Miete_Steinmann | Wednesday, der 5. March 2014
Für ihre erste Performance zerquetschte sie mit ihren Füßen sieben auf einen Haufen gestapelte Tomaten: die berühmte Performance-Künstlerin Hilde Schneemann. In seltenen Aufnahmen ist sie als Protagonistin von Miriam Hutters kurzem Dokfilm HILDY, HILDY! zu erleben, der exklusiv auf realeyz.tv läuft. Schneemann gibt darin selbst zu, dass ihr erster Ausflug in die Kunst einfach gehalten war, aber provokant sei er auch gewesen, insistiert sie.
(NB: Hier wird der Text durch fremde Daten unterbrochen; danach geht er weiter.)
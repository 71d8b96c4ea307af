use chrono::{Datelike, Local};
use clap::Parser;
use clap::builder::styling::{AnsiColor, Effects, Styles};
use ksi_stats::constants::{age_group, team, tournament_type};

fn get_styles() -> Styles {
    Styles::styled()
        .header(AnsiColor::Cyan.on_default().effects(Effects::BOLD))
        .usage(AnsiColor::Cyan.on_default().effects(Effects::BOLD))
        .literal(AnsiColor::Green.on_default())
        .placeholder(AnsiColor::Yellow.on_default())
        .error(AnsiColor::Red.on_default().effects(Effects::BOLD))
        .valid(AnsiColor::Green.on_default())
        .invalid(AnsiColor::Red.on_default())
}

/// KSÍ youth football match history
///
/// Fetches every tournament of an age group for a range of seasons from the
/// Football Association of Iceland, then prints each season's matches for one
/// team with win/draw/loss and goal difference statistics.
///
/// Responses are cached on disk, so repeated runs over the same seasons do not
/// hit KSÍ again until the cache expires.
#[derive(Parser, Debug)]
#[command(author, version, about, long_about = None)]
#[command(styles = get_styles())]
pub struct Args {
    /// First season to fetch. Defaults to the current year.
    #[arg(value_name = "START_YEAR")]
    pub start_year: Option<i32>,

    /// Last season to fetch. Defaults to the current year.
    #[arg(value_name = "END_YEAR")]
    pub end_year: Option<i32>,

    /// KSÍ age group id (420 is 5. flokkur).
    #[arg(long = "age-group", short = 'a', default_value_t = age_group::FIFTH_FLOKKUR, help_heading = "Query")]
    pub age_group: u32,

    /// KSÍ club id of the team to report on (170 is Grótta).
    #[arg(long = "team", short = 't', default_value_t = team::GROTTA, help_heading = "Query")]
    pub team: u32,

    /// KSÍ tournament type id (61 is Íslandsmót).
    #[arg(long = "tournament-type", default_value_t = tournament_type::ISLANDSMOT, help_heading = "Query")]
    pub tournament_type: u32,

    /// Read match lists from the ksi.is website instead of the SOAP service.
    #[arg(long = "html-matches", help_heading = "Query")]
    pub html_matches: bool,

    /// Discover tournaments over the SOAP service instead of the ksi.is website.
    #[arg(long = "soap-tournaments", help_heading = "Query")]
    pub soap_tournaments: bool,

    /// Report from the tournament tables instead of individual matches.
    #[arg(long = "standings", conflicts_with = "html_matches", help_heading = "Query")]
    pub standings: bool,

    /// Remove every cached response and exit.
    #[arg(long = "clear-cache", help_heading = "Cache")]
    pub clear_cache: bool,

    /// Remove expired cached responses and exit.
    #[arg(long = "clear-expired", help_heading = "Cache")]
    pub clear_expired: bool,

    /// List current configuration settings
    #[arg(long = "list-config", short = 'l', help_heading = "Configuration")]
    pub list_config: bool,

    /// Also print log lines to the terminal.
    #[arg(long = "debug", help_heading = "Debug")]
    pub debug: bool,

    /// Specify a custom log file path. If not provided, logs will be written to the default location.
    #[arg(long = "log-file", help_heading = "Debug")]
    pub log_file: Option<String>,
}

impl Args {
    /// Season range to query. Missing years default to the current one.
    pub fn year_range(&self) -> (i32, i32) {
        let current = Local::now().year();
        (
            self.start_year.unwrap_or(current),
            self.end_year.unwrap_or(current),
        )
    }
}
Denn für ihre Kunst macht Hilde Schneemann keinerlei Kompromisse, nimmt weder auf Menschen noch auf vorherrschende Moralvorstellungen Rücksicht.
Zu sehen ist Schneemann in HILDY, HILDY meist in dem legendären Schwarzweiß-Interview von 2003, in dem sie über ihre Laufbahn, ihre Kindheit und ihre Kunst reflektiert. Die junge Frau trägt ganz offensiv ihre stattliche Brille zur Schau, lächelt mal scheu, mal spitzbübisch, betrachtet ihr Wirken so skeptisch wie selbstbewusst. Dass sie das Zeug hatte, andere Menschen stark zu berühren, ja, sogar zu überwältigen, merkte sie bereits als Kind in dem Chalet auf der Alm, in dem sie aufwuchs. Alle weinten, als sie ein Bild der damals noch kindlichen Hilde betrachteten. Leider ist es vernichtet worden – in einem Feuer.
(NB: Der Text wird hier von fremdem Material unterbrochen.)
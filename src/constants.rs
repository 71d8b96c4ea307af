//! Application-wide constants and reference tables
//!
//! Centralizes endpoint defaults, timing values and the KSÍ identifier
//! tables (age groups, teams, tournament types).

/// Default timeout for HTTP requests in seconds
pub const DEFAULT_HTTP_TIMEOUT_SECONDS: u64 = 30;

/// Maximum number of connections per host in the HTTP client pool
pub const HTTP_POOL_MAX_IDLE_PER_HOST: usize = 10;

/// Delay between uncached match fetches, to go easy on the upstream service
pub const DEFAULT_REQUEST_DELAY_MS: u64 = 500;

/// Default SOAP endpoint for the KSÍ competition service
pub const DEFAULT_SOAP_URL: &str = "https://www2.ksi.is/vefthjonustur/mot.asmx";

/// Default base URL for the KSÍ results website
pub const DEFAULT_WEB_BASE_URL: &str = "https://www.ksi.is";

/// Namespace used for SOAPAction headers and request bodies
pub const SOAP_NAMESPACE: &str = "http://www2.ksi.is/vefthjonustur/mot/";

/// Cache TTL values
pub mod cache_ttl {
    /// Default TTL for cached discovery and match results (1 day)
    pub const DEFAULT_DAYS: u64 = 1;

    /// Longest TTL accepted from config (ten years)
    pub const MAX_DAYS: u64 = 3650;

    pub const SECONDS_PER_DAY: u64 = 24 * 60 * 60;
}

/// Year bounds accepted by the query boundary
pub mod years {
    pub const MIN_YEAR: i32 = 1900;
    pub const MAX_YEAR: i32 = 2100;
}

/// Environment variable names
pub mod env_vars {
    /// SOAP endpoint override
    pub const SOAP_URL: &str = "KSI_SOAP_URL";

    /// Website base URL override
    pub const WEB_URL: &str = "KSI_WEB_URL";

    /// Log file path override
    pub const LOG_FILE: &str = "KSI_LOG_FILE";

    /// HTTP timeout in seconds
    pub const HTTP_TIMEOUT: &str = "KSI_HTTP_TIMEOUT";

    /// Cache TTL in days
    pub const CACHE_TTL_DAYS: &str = "KSI_CACHE_TTL_DAYS";

    /// Cache directory override
    pub const CACHE_DIR: &str = "KSI_CACHE_DIR";

    /// Delay between uncached match fetches in milliseconds
    pub const REQUEST_DELAY_MS: &str = "KSI_REQUEST_DELAY_MS";
}

/// Gender flag used by the tournament listing page
pub mod gender {
    pub const MALE: u8 = 1;
    pub const FEMALE: u8 = 2;
}

/// Age group ids from the KSÍ system.
pub mod age_group {
    pub const MEISTARAFLOKKUR: u32 = 1;
    pub const U23: u32 = 31;
    pub const SECOND_FLOKKUR: u32 = 2;
    pub const THIRD_FLOKKUR: u32 = 3;
    pub const FOURTH_FLOKKUR: u32 = 4;
    pub const FIFTH_FLOKKUR: u32 = 420;
    pub const SIXTH_FLOKKUR: u32 = 6;
    pub const SEVENTH_FLOKKUR: u32 = 7;

    pub const TABLE: &[(u32, &str)] = &[
        (MEISTARAFLOKKUR, "Meistaraflokkur"),
        (U23, "U23"),
        (SECOND_FLOKKUR, "Second Flokkur"),
        (THIRD_FLOKKUR, "Third Flokkur"),
        (FOURTH_FLOKKUR, "Fourth Flokkur"),
        (FIFTH_FLOKKUR, "Fifth Flokkur"),
        (SIXTH_FLOKKUR, "Sixth Flokkur"),
        (SEVENTH_FLOKKUR, "Seventh Flokkur"),
    ];

    pub fn name_for(id: u32) -> String {
        super::lookup(TABLE, id, "Age Group")
    }
}

/// Club ids from the KSÍ system.
pub mod team {
    // Reykjavík
    pub const KR: u32 = 103;
    pub const FRAM: u32 = 104;
    pub const VALUR: u32 = 105;
    pub const VIKINGUR_R: u32 = 106;
    pub const THROTTUR_R: u32 = 107;
    pub const LEIKNIR_R: u32 = 111;
    pub const FJOLNIR: u32 = 112;

    // Greater Reykjavík area
    pub const GROTTA: u32 = 170;
    pub const BREIDABLIK: u32 = 200;
    pub const HK: u32 = 203;
    pub const STJARNAN: u32 = 210;
    pub const FH: u32 = 220;
    pub const HAUKAR: u32 = 221;
    pub const KEFLAVIK: u32 = 240;
    pub const AFTURELDING: u32 = 270;

    // Other regions
    pub const IA: u32 = 301;
    pub const KA: u32 = 601;
    pub const THOR: u32 = 603;

    pub const TABLE: &[(u32, &str)] = &[
        (KR, "KR"),
        (FRAM, "Fram"),
        (VALUR, "Valur"),
        (VIKINGUR_R, "Víkingur R"),
        (THROTTUR_R, "Þróttur R"),
        (LEIKNIR_R, "Leiknir R"),
        (FJOLNIR, "Fjölnir"),
        (GROTTA, "Grótta"),
        (BREIDABLIK, "Breiðablik"),
        (HK, "HK"),
        (STJARNAN, "Stjarnan"),
        (FH, "FH"),
        (HAUKAR, "Haukar"),
        (KEFLAVIK, "Keflavík"),
        (AFTURELDING, "Afturelding"),
        (IA, "ÍA"),
        (KA, "KA"),
        (THOR, "Þór"),
    ];

    pub fn name_for(id: u32) -> String {
        super::lookup(TABLE, id, "Team")
    }
}

/// Tournament type ids used by the tournament listing page.
pub mod tournament_type {
    pub const ISLANDSMOT: u32 = 61;

    pub const TABLE: &[(u32, &str)] = &[(ISLANDSMOT, "Íslandsmót")];

    pub fn name_for(id: u32) -> String {
        super::lookup(TABLE, id, "Tournament Type")
    }
}

fn lookup(table: &[(u32, &str)], id: u32, kind: &str) -> String {
    table
        .iter()
        .find(|(value, _)| *value == id)
        .map(|(_, name)| (*name).to_string())
        .unwrap_or_else(|| format!("Unknown {kind} ({id})"))
}

#[cfg(test)]
mod tests {
    use super::*;

    #[test]
    fn test_known_ids_resolve_to_names() {
        assert_eq!(age_group::name_for(420), "Fifth Flokkur");
        assert_eq!(team::name_for(team::GROTTA), "Grótta");
        assert_eq!(tournament_type::name_for(61), "Íslandsmót");
    }

    #[test]
    fn test_unknown_ids_fall_back() {
        assert_eq!(age_group::name_for(999), "Unknown Age Group (999)");
        assert_eq!(team::name_for(1), "Unknown Team (1)");
        assert_eq!(tournament_type::name_for(0), "Unknown Tournament Type (0)");
    }

    #[test]
    fn test_tables_have_unique_ids() {
        for table in [age_group::TABLE, team::TABLE, tournament_type::TABLE] {
            let mut ids: Vec<u32> = table.iter().map(|(id, _)| *id).collect();
            ids.sort_unstable();
            ids.dedup();
            assert_eq!(ids.len(), table.len());
        }
    }
}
Ach, diese Flammen – sie sind schicksalhaft im Leben der Hilde Schneemann. Als gestandene Künstlerin verbrannte sie einen Großteil ihres Oeuvre selbst. Natürlich ließen es sich zahlreiche Fans im Teenageralter sich nicht nehmen, Schneemanns schmerzlichen, aber radikalen Schritt zu imitieren. Viel Verständnis hat sie nicht für diese Trittbrettfahrer, aber „süß“ findet sie sie trotzdem. Das sei besser, als Drogen zu nehmen oder ungeschützten Geschlechtsverkehr zu haben, betont die Künstlerin und demonstriert so ihr Verantwortungsgefühl gegenüber der Jugend der Welt.
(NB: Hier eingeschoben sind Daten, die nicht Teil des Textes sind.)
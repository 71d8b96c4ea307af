use chrono::{NaiveDate, NaiveDateTime};
use std::collections::{HashMap, HashSet};
use std::sync::Mutex;
use std::sync::atomic::{AtomicUsize, Ordering};

use crate::data_fetcher::models::{
    DiscoveryQuery, MatchRecord, RawMatch, RawTournament, ScrapedMatch, SoapMatch, SoapStanding,
    Tournament,
};
use crate::data_fetcher::sources::{MatchSource, StandingsSource, TournamentSource};
use crate::error::AppError;

/// Test utilities for creating mock data and testing scenarios
pub struct TestDataBuilder;

impl TestDataBuilder {
    /// Default kickoff used by the builders: 12 May 2024 17:00
    pub fn default_date() -> Option<NaiveDateTime> {
        NaiveDate::from_ymd_opt(2024, 5, 12).and_then(|d| d.and_hms_opt(17, 0, 0))
    }

    /// Creates a played match between two team ids
    pub fn create_played_match(
        match_id: &str,
        home_team_id: &str,
        away_team_id: &str,
        home_score: u32,
        away_score: u32,
    ) -> MatchRecord {
        MatchRecord {
            match_id: Some(match_id.to_string()),
            date: Self::default_date(),
            home_team_id: Some(home_team_id.to_string()),
            away_team_id: Some(away_team_id.to_string()),
            home_team_name: Some(format!("Team {home_team_id}")),
            away_team_name: Some(format!("Team {away_team_id}")),
            home_score: Some(home_score),
            away_score: Some(away_score),
            venue: Some("Test Arena".to_string()),
            tournament_id: 1,
            tournament_name: "Test Tournament".to_string(),
        }
    }

    /// Creates a fixture that has not been played yet
    pub fn create_unplayed_match(
        match_id: &str,
        home_team_id: &str,
        away_team_id: &str,
    ) -> MatchRecord {
        MatchRecord {
            home_score: None,
            away_score: None,
            ..Self::create_played_match(match_id, home_team_id, away_team_id, 0, 0)
        }
    }

    /// Moves a match to another tournament and date
    pub fn in_tournament(
        record: MatchRecord,
        tournament_id: u32,
        tournament_name: &str,
        date: Option<NaiveDateTime>,
    ) -> MatchRecord {
        MatchRecord {
            tournament_id,
            tournament_name: tournament_name.to_string(),
            date,
            ..record
        }
    }

    /// Creates a discovered tournament in the fifth-flokkur age group
    pub fn create_tournament(tournament_id: u32, name: &str, year: i32) -> Tournament {
        Tournament {
            tournament_id,
            name: name.to_string(),
            year,
            age_group_id: crate::constants::age_group::FIFTH_FLOKKUR,
            tournament_type: crate::constants::tournament_type::ISLANDSMOT,
            status: None,
            category: None,
            gender: None,
        }
    }

    /// Creates a tournament row the way the listing page yields it
    pub fn create_raw_tournament(tournament_id: u32, name: &str, year: i32) -> RawTournament {
        RawTournament {
            tournament_id: Some(tournament_id.to_string()),
            name: name.to_string(),
            url: format!("/mot/stakt-mot/?motnumer={tournament_id}"),
            year: Some(year.to_string()),
            ..Default::default()
        }
    }

    /// Creates a SOAP match, `None` score meaning not played
    pub fn create_soap_match(
        match_id: &str,
        home_team_id: &str,
        away_team_id: &str,
        score: Option<(u32, u32)>,
    ) -> RawMatch {
        RawMatch::Soap(SoapMatch {
            match_number: Some(match_id.to_string()),
            match_date: Some("2024-05-12T17:00:00".to_string()),
            home_club_id: Some(home_team_id.to_string()),
            away_club_id: Some(away_team_id.to_string()),
            home_club_name: Some(format!("Team {home_team_id}")),
            away_club_name: Some(format!("Team {away_team_id}")),
            home_result: score.map(|(h, _)| h.to_string()),
            away_result: score.map(|(_, a)| a.to_string()),
            venue_name: Some("Test Arena".to_string()),
        })
    }

    /// Creates a `MotStada` row, points at three per win and one per draw
    pub fn create_soap_standing(
        club_id: &str,
        record: (u32, u32, u32),
        goals: (u32, u32),
    ) -> SoapStanding {
        let (won, drawn, lost) = record;
        SoapStanding {
            club_id: Some(club_id.to_string()),
            club_name: Some(format!("Team {club_id}")),
            played: Some((won + drawn + lost).to_string()),
            won: Some(won.to_string()),
            drawn: Some(drawn.to_string()),
            lost: Some(lost.to_string()),
            goals_scored: Some(goals.0.to_string()),
            goals_conceded: Some(goals.1.to_string()),
            points: Some((won * 3 + drawn).to_string()),
        }
    }

    /// Creates a scraped match with raw page text for date and score
    pub fn create_scraped_match(
        match_id: &str,
        home_team_id: &str,
        away_team_id: &str,
        date_text: &str,
        score_text: &str,
    ) -> RawMatch {
        RawMatch::Scraped(ScrapedMatch {
            match_id: Some(match_id.to_string()),
            date_text: Some(date_text.to_string()),
            home_team_id: Some(home_team_id.to_string()),
            away_team_id: Some(away_team_id.to_string()),
            home_team_name: Some(format!("Team {home_team_id}")),
            away_team_name: Some(format!("Team {away_team_id}")),
            score_text: Some(score_text.to_string()),
            venue: None,
        })
    }
}

fn simulated_failure(what: &str) -> AppError {
    AppError::network_connection(format!("fake://{what}"), "simulated failure")
}

/// In-memory match source that counts how often it is asked.
#[derive(Debug, Default)]
pub struct FakeMatchSource {
    matches: HashMap<u32, Vec<RawMatch>>,
    standings: HashMap<u32, Vec<SoapStanding>>,
    failing: HashSet<u32>,
    calls: AtomicUsize,
    requested: Mutex<Vec<u32>>,
}

impl FakeMatchSource {
    pub fn new() -> Self {
        Self::default()
    }

    pub fn with_matches(mut self, tournament_id: u32, matches: Vec<RawMatch>) -> Self {
        self.matches.insert(tournament_id, matches);
        self
    }

    pub fn with_standings(mut self, tournament_id: u32, standings: Vec<SoapStanding>) -> Self {
        self.standings.insert(tournament_id, standings);
        self
    }

    /// Makes every fetch for `tournament_id` fail with a transport error.
    pub fn failing_for(mut self, tournament_id: u32) -> Self {
        self.failing.insert(tournament_id);
        self
    }

    pub fn call_count(&self) -> usize {
        self.calls.load(Ordering::SeqCst)
    }

    /// Tournament ids in the order they were requested.
    pub fn requested(&self) -> Vec<u32> {
        self.requested
            .lock()
            .map(|r| r.clone())
            .unwrap_or_default()
    }
}

impl MatchSource for FakeMatchSource {
    fn source_name(&self) -> &'static str {
        "fake"
    }

    async fn fetch_raw_matches(&self, tournament_id: u32) -> Result<Vec<RawMatch>, AppError> {
        self.calls.fetch_add(1, Ordering::SeqCst);
        if let Ok(mut requested) = self.requested.lock() {
            requested.push(tournament_id);
        }

        if self.failing.contains(&tournament_id) {
            return Err(simulated_failure(&format!("matches/{tournament_id}")));
        }
        Ok(self.matches.get(&tournament_id).cloned().unwrap_or_default())
    }
}

impl StandingsSource for FakeMatchSource {
    async fn fetch_raw_standings(&self, tournament_id: u32) -> Result<Vec<SoapStanding>, AppError> {
        self.calls.fetch_add(1, Ordering::SeqCst);
        if let Ok(mut requested) = self.requested.lock() {
            requested.push(tournament_id);
        }

        if self.failing.contains(&tournament_id) {
            return Err(simulated_failure(&format!("standings/{tournament_id}")));
        }
        Ok(self.standings.get(&tournament_id).cloned().unwrap_or_default())
    }
}

/// In-memory tournament discovery keyed by year.
#[derive(Debug, Default)]
pub struct FakeTournamentSource {
    tournaments: HashMap<i32, Vec<RawTournament>>,
    failing_years: HashSet<i32>,
    calls: AtomicUsize,
    queries: Mutex<Vec<DiscoveryQuery>>,
}

impl FakeTournamentSource {
    pub fn new() -> Self {
        Self::default()
    }

    pub fn with_tournaments(mut self, year: i32, tournaments: Vec<RawTournament>) -> Self {
        self.tournaments.insert(year, tournaments);
        self
    }

    pub fn failing_for_year(mut self, year: i32) -> Self {
        self.failing_years.insert(year);
        self
    }

    pub fn call_count(&self) -> usize {
        self.calls.load(Ordering::SeqCst)
    }

    /// Queries in the order they were received.
    pub fn queries(&self) -> Vec<DiscoveryQuery> {
        self.queries
            .lock()
            .map(|q| q.clone())
            .unwrap_or_default()
    }
}

impl TournamentSource for FakeTournamentSource {
    fn source_name(&self) -> &'static str {
        "fake"
    }

    async fn discover_raw_tournaments(
        &self,
        query: DiscoveryQuery,
    ) -> Result<Vec<RawTournament>, AppError> {
        self.calls.fetch_add(1, Ordering::SeqCst);
        if let Ok(mut queries) = self.queries.lock() {
            queries.push(query);
        }

        if self.failing_years.contains(&query.year) {
            return Err(simulated_failure(&format!("tournaments/{}", query.year)));
        }
        Ok(self.tournaments.get(&query.year).cloned().unwrap_or_default())
    }
}

#[cfg(test)]
mod tests {
    use super::*;

    #[test]
    fn test_builder_match_states() {
        let played = TestDataBuilder::create_played_match("1", "170", "103", 3, 1);
        assert!(played.is_played());
        let unplayed = TestDataBuilder::create_unplayed_match("2", "170", "103");
        assert!(!unplayed.is_played());
    }

    #[tokio::test]
    async fn test_fake_sources_count_calls() {
        let matches = FakeMatchSource::new()
            .with_matches(1, vec![TestDataBuilder::create_soap_match("a", "1", "2", None)])
            .failing_for(2);

        assert_eq!(matches.fetch_raw_matches(1).await.unwrap().len(), 1);
        assert!(matches.fetch_raw_matches(2).await.is_err());
        assert!(matches.fetch_raw_matches(3).await.unwrap().is_empty());
        assert_eq!(matches.call_count(), 3);
        assert_eq!(matches.requested(), vec![1, 2, 3]);

        let tournaments = FakeTournamentSource::new()
            .with_tournaments(2024, vec![TestDataBuilder::create_raw_tournament(9, "T", 2024)]);
        let query = DiscoveryQuery {
            age_group_id: 420,
            year: 2024,
            gender: 1,
            tournament_type: 61,
        };
        assert_eq!(tournaments.discover_raw_tournaments(query).await.unwrap().len(), 1);
        assert_eq!(tournaments.call_count(), 1);
        assert_eq!(tournaments.queries(), vec![query]);
    }
}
Leider hat eine hochsensible schöpferische Frau wie Schneemann sich aber auch nicht so im Griff wie so genannte normale Menschen. So ist sie in HILDY, HILDY! auch sturzbetrunken zu erleben. Auch ihr Prager Galerist – in Tschechien feierte sie ihre größten Erfolge – bedauert indirekt eine gewisse Labilität ihres Wesens. Jetzt, wo er eine umfassende, erneute Ausstellung von Hildys Werken plant, ist die medienscheue Ausnahmekünstlerin verschwunden: abgetaucht, unauffindbar. Am Ende des Films lässt sie uns – in den letzten von ihr überlieferten Aufnahmen – mit einem Spaziergang durch den Berliner Szene-Bezirk Kreuzberg an ihrem Schaffensprozess teil haben. Eine achtlos auf dem Weg liegen gelassene Babysocke inspiriert sie ebenso wie Häuserfassaden, die sie kunstvoll verfremdet in ihr fotografisches Werk einfließen lässt.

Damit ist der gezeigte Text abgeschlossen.